Ours was a nonpartisan mission that had been strongly supported and strengthened by Republicans (such as Theodore Roosevelt and Richard Nixon) and Democrats (such as Franklin D. Roosevelt and Jimmy Carter). But our job was always to serve the parks and the public, not the politicians. We stayed away from political battles, which was easy most of the time because the national parks enjoyed enormous political support from all administrations and both sides of the aisle in Congress. As a friend of mine used to say, we were “on the side of the angels.”

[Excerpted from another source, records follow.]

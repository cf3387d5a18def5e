//! # Error Handling Middleware
//!
//! This module provides a standardized way to handle errors in the timetable
//! API. It maps domain-specific errors to appropriate HTTP status codes and
//! JSON error responses, ensuring a consistent error handling experience
//! across the entire API.

use axum::{
    extract::{rejection::JsonRejection, FromRequest},
    http::StatusCode,
    response::{IntoResponse, Response},
    Json,
};
use serde_json::json;
use timetable_core::errors::TimetableError;

/// Application error wrapper that provides HTTP status code mapping.
///
/// `AppError` wraps domain-specific `TimetableError` instances and
/// implements `IntoResponse` to convert them into HTTP responses with
/// appropriate status codes and JSON payloads.
#[derive(Debug)]
pub struct AppError(pub TimetableError);

/// Converts application errors to HTTP responses.
///
/// Each error type maps to one status code; conflict rejections answer 409
/// so callers can distinguish "pick another time" from bad input.
impl IntoResponse for AppError {
    fn into_response(self) -> Response {
        // Map error types to HTTP status codes
        let status = match &self.0 {
            TimetableError::NotFound(_) => StatusCode::NOT_FOUND,
            TimetableError::Validation(_) => StatusCode::BAD_REQUEST,
            TimetableError::Conflict(_) => StatusCode::CONFLICT,
            TimetableError::Authentication(_) => StatusCode::UNAUTHORIZED,
            TimetableError::Authorization(_) => StatusCode::FORBIDDEN,
            TimetableError::Database(_) => StatusCode::INTERNAL_SERVER_ERROR,
            TimetableError::Internal(_) => StatusCode::INTERNAL_SERVER_ERROR,
        };

        // Get the error message and format as JSON
        let message = self.0.to_string();
        let body = Json(json!({ "error": message }));

        // Combine status code and JSON body into a response
        (status, body).into_response()
    }
}

/// Allows using the `?` operator with functions returning
/// `Result<T, TimetableError>` in handlers returning `Result<T, AppError>`.
impl From<TimetableError> for AppError {
    fn from(err: TimetableError) -> Self {
        AppError(err)
    }
}

/// Wraps repository-level eyre errors as database errors.
impl From<eyre::Report> for AppError {
    fn from(err: eyre::Report) -> Self {
        AppError(TimetableError::Database(err))
    }
}

/// JSON body extractor whose rejection is mapped through [`AppError`], so
/// malformed or missing bodies answer the same `{"error": ...}` payload as
/// every other validation failure instead of axum's plain-text default.
#[derive(FromRequest)]
#[from_request(via(Json), rejection(AppError))]
pub struct AppJson<T>(pub T);

impl From<JsonRejection> for AppError {
    fn from(rejection: JsonRejection) -> Self {
        AppError(TimetableError::Validation(rejection.body_text()))
    }
}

When I retired in 1997, after 32 years, I assumed the parks would continue to be well loved by politicians of all stripes. But soon after the election of 2000, things began to change. The Bush administration and its appointed leaders in the Department of the Interior and the National Park Service have made clear that the days of unwavering support for parks are over.

It has become painfully obvious that this president doesn’t value our park system’s priceless natural and cultural legacies and that he responds more to the pressures and influence of powerful business interests than to the needs of the parks.

Examples abound:

* Clean-air protections have been rolled back in ways that jeopardize Sequoia, Shenandoah and other national parks. Things will get even worse if the president’s absurdly titled “Clear Skies” initiative is passed.

* Intense budget pressures have reduced the Park Service’s ability to care for the parks and serve visitors.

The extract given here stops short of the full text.